January 26,2009

Grassley works to increase access to college and jobs through federal tax code

WASHINGTON – Senator Chuck Grassley said he will offer three amendments to
increase access to higher education when the Finance Committee takes action tomorrow on a
massive bill to try to help stimulate the economy.

“Paying for college is a big concern and a major goal for people across the country,”
Grassley said. “The federal tax code is a proven tool for helping students, parents and other
family members deal with ever growing cost of higher education and, in turn, compete for better
paying jobs. My amendments to the stimulus bill are designed to fine tune opportunities in the
tax code and look out for those seeking higher education wherever the federal government has

The first Grassley amendment would help Americans saving for college protect
investments in tax-exempt savings plans from market downturns by giving plan owners greater
flexibility to switch to more conservative investments if they wish. Known as 529 plans, the
landmark 2001 tax relief sponsored by Grassley, as Chairman of the Finance Committee,
established the tax policy that made these savings vehicles a highly attractive opportunity for
parents, grandparents and other family members to save for kids’ college educations. Grassley
subsequently worked to make 529 plans a permanent part of the federal tax code.

This amendment from Grassley would build on a December decision by the Treasury
Department to allow 529 account holders to change investment options twice a year. It would
allow section 529 plans to give plan owners the opportunity to change investments up to four
times a year. The growth of 529 savings plans is based on market performance and typically that
of mutual funds. The savings plans are administered by states. Iowa’s – College Savings Iowa –
enjoys broad participation.

The second Grassley amendment in this area would make sure states don’t take actions
that would be counter-stimulative as a condition of receiving enhanced Federal Medical
Assistance Percentage funds, which are the federal government’s share of a state’s expenditures
for most Medicaid services, known as FMAP. The amendment says that states taking these
additional federal dollars must agree to not increase tuition at state two- and four-year colleges
and universities during the period of time that the enhanced federal funding is in effect.
The third Grassley amendment for students seeking higher education and the job
opportunities it creates would increase the level of the “American Opportunity Tax Credit”
proposed by Finance Committee Chairman Max Baucus. Grassley said his amendment would
increase the maximum tax credit of $2,500 to $3,250 for single filers with incomes between
$50,000 and $80,000 annually. Grassley said this adjustment would enhance the effectiveness of
the tax credit for middle-income Americans.

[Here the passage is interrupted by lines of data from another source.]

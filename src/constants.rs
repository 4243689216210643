//! Application-wide constants and default values
//!
//! Centralized location for all hard-coded identifiers

/// String viewer identifiers
pub mod string_viewer {
    /// Name the display extension registers under
    pub const EXTENSION_NAME: &str = "StringViewerNode";

    /// The only node type the display extension attaches to
    pub const NODE_TYPE: &str = "StringViewer";

    /// Field identifier of the display widget
    pub const FIELD_NAME: &str = "output_text";

    /// Placeholder shown while the display widget is empty
    pub const PLACEHOLDER: &str = "Text";
}

/// Primitive widget type tags understood by the widget factory
pub mod type_tag {
    pub const STRING: &str = "STRING";
    pub const INT: &str = "INT";
    pub const FLOAT: &str = "FLOAT";
    pub const BOOLEAN: &str = "BOOLEAN";
    pub const ANY: &str = "*";
}

/// Demo window sizing
pub mod window {
    /// Initial window size
    pub const DEFAULT_SIZE: [f32; 2] = [720.0, 640.0];

    /// Minimum window size
    pub const MIN_SIZE: [f32; 2] = [400.0, 300.0];

    /// Rows shown by multiline text widgets
    pub const MULTILINE_ROWS: usize = 4;
}
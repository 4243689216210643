//! Node lifecycle hooks
//!
//! Every node type owns one `NodeLifecycleHooks` value. Extensions append
//! handlers to it while the type is being registered; the registry runs the
//! handlers in registration order when a node is created and whenever it
//! reports an execution result. Handlers are never replaced, so behaviour
//! registered earlier keeps running after later extensions add their own.

use crate::error::Result;
use crate::nodes::Node;
use crate::plugin_interface::ExecutionResult;

/// Handler run when a node of the type is constructed
pub type CreatedHandler = Box<dyn Fn(&mut Node) -> Result<()> + Send + Sync>;

/// Handler run when a node of the type finished executing
pub type ExecutedHandler = Box<dyn Fn(&mut Node, &ExecutionResult) + Send + Sync>;

/// Ordered handler pipelines for one node type
#[derive(Default)]
pub struct NodeLifecycleHooks {
    on_created: Vec<CreatedHandler>,
    on_executed: Vec<ExecutedHandler>,
}

impl NodeLifecycleHooks {
    pub fn new() -> Self {
        Self::default()
    }

    /// Append a construction handler
    pub fn on_created<F>(&mut self, handler: F) -> &mut Self
    where
        F: Fn(&mut Node) -> Result<()> + Send + Sync + 'static,
    {
        self.on_created.push(Box::new(handler));
        self
    }

    /// Append an execution-completion handler
    pub fn on_executed<F>(&mut self, handler: F) -> &mut Self
    where
        F: Fn(&mut Node, &ExecutionResult) + Send + Sync + 'static,
    {
        self.on_executed.push(Box::new(handler));
        self
    }

    /// Run construction handlers in order, stopping at the first error
    pub fn run_created(&self, node: &mut Node) -> Result<()> {
        for handler in &self.on_created {
            handler(node)?;
        }
        Ok(())
    }

    /// Run execution handlers in order
    pub fn run_executed(&self, node: &mut Node, result: &ExecutionResult) {
        for handler in &self.on_executed {
            handler(node, result);
        }
    }

    pub fn created_handlers(&self) -> usize {
        self.on_created.len()
    }

    pub fn executed_handlers(&self) -> usize {
        self.on_executed.len()
    }

    pub fn is_empty(&self) -> bool {
        self.on_created.is_empty() && self.on_executed.is_empty()
    }
}

impl std::fmt::Debug for NodeLifecycleHooks {
    fn fmt(&self, f: &mut std::fmt::Formatter<'_>) -> std::fmt::Result {
        f.debug_struct("NodeLifecycleHooks")
            .field("on_created", &self.on_created.len())
            .field("on_executed", &self.on_executed.len())
            .finish()
    }
}

#[cfg(test)]
mod tests {
    use super::*;
    use crate::error::Error;
    use std::sync::{Arc, Mutex};

    #[test]
    fn test_handlers_run_in_registration_order() {
        let calls = Arc::new(Mutex::new(Vec::new()));
        let mut hooks = NodeLifecycleHooks::new();

        for tag in ["first", "second"] {
            let calls = Arc::clone(&calls);
            hooks.on_created(move |_node| {
                calls.lock().unwrap().push(tag);
                Ok(())
            });
        }

        let mut node = Node::new(0, "Test");
        hooks.run_created(&mut node).unwrap();
        assert_eq!(*calls.lock().unwrap(), vec!["first", "second"]);
    }

    #[test]
    fn test_created_error_stops_pipeline() {
        let reached = Arc::new(Mutex::new(false));
        let mut hooks = NodeLifecycleHooks::new();
        hooks.on_created(|_node| Err(Error::UnknownWidgetType("NOPE".into())));
        {
            let reached = Arc::clone(&reached);
            hooks.on_created(move |_node| {
                *reached.lock().unwrap() = true;
                Ok(())
            });
        }

        let mut node = Node::new(0, "Test");
        assert!(matches!(hooks.run_created(&mut node), Err(Error::UnknownWidgetType(_))));
        assert!(!*reached.lock().unwrap());
    }

    #[test]
    fn test_executed_handlers_receive_payload() {
        let seen = Arc::new(Mutex::new(Vec::new()));
        let mut hooks = NodeLifecycleHooks::new();
        {
            let seen = Arc::clone(&seen);
            hooks.on_executed(move |_node, result| {
                seen.lock().unwrap().push(result.first().map(str::to_string));
            });
        }

        let mut node = Node::new(0, "Test");
        hooks.run_executed(&mut node, &ExecutionResult::text("a"));
        hooks.run_executed(&mut node, &ExecutionResult::default());
        assert_eq!(*seen.lock().unwrap(), vec![Some("a".to_string()), None]);
        assert_eq!(hooks.executed_handlers(), 1);
        assert_eq!(hooks.created_handlers(), 0);
        assert!(!hooks.is_empty());
    }
}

Grassley has long worked successfully to increase access to higher education through the
tax code. The 2001 tax relief that he shepherded through Congress also created a federal tax
deduction for tuition and made the tax deductibility of interest on student loans a permanent part
of the tax code. The Iowa senator also has conducted broad-based oversight of the tax laws
governing nonprofits, including college endowments. He has urged colleges and universities to
maximize the use of endowment dollars to make higher education more affordable for students.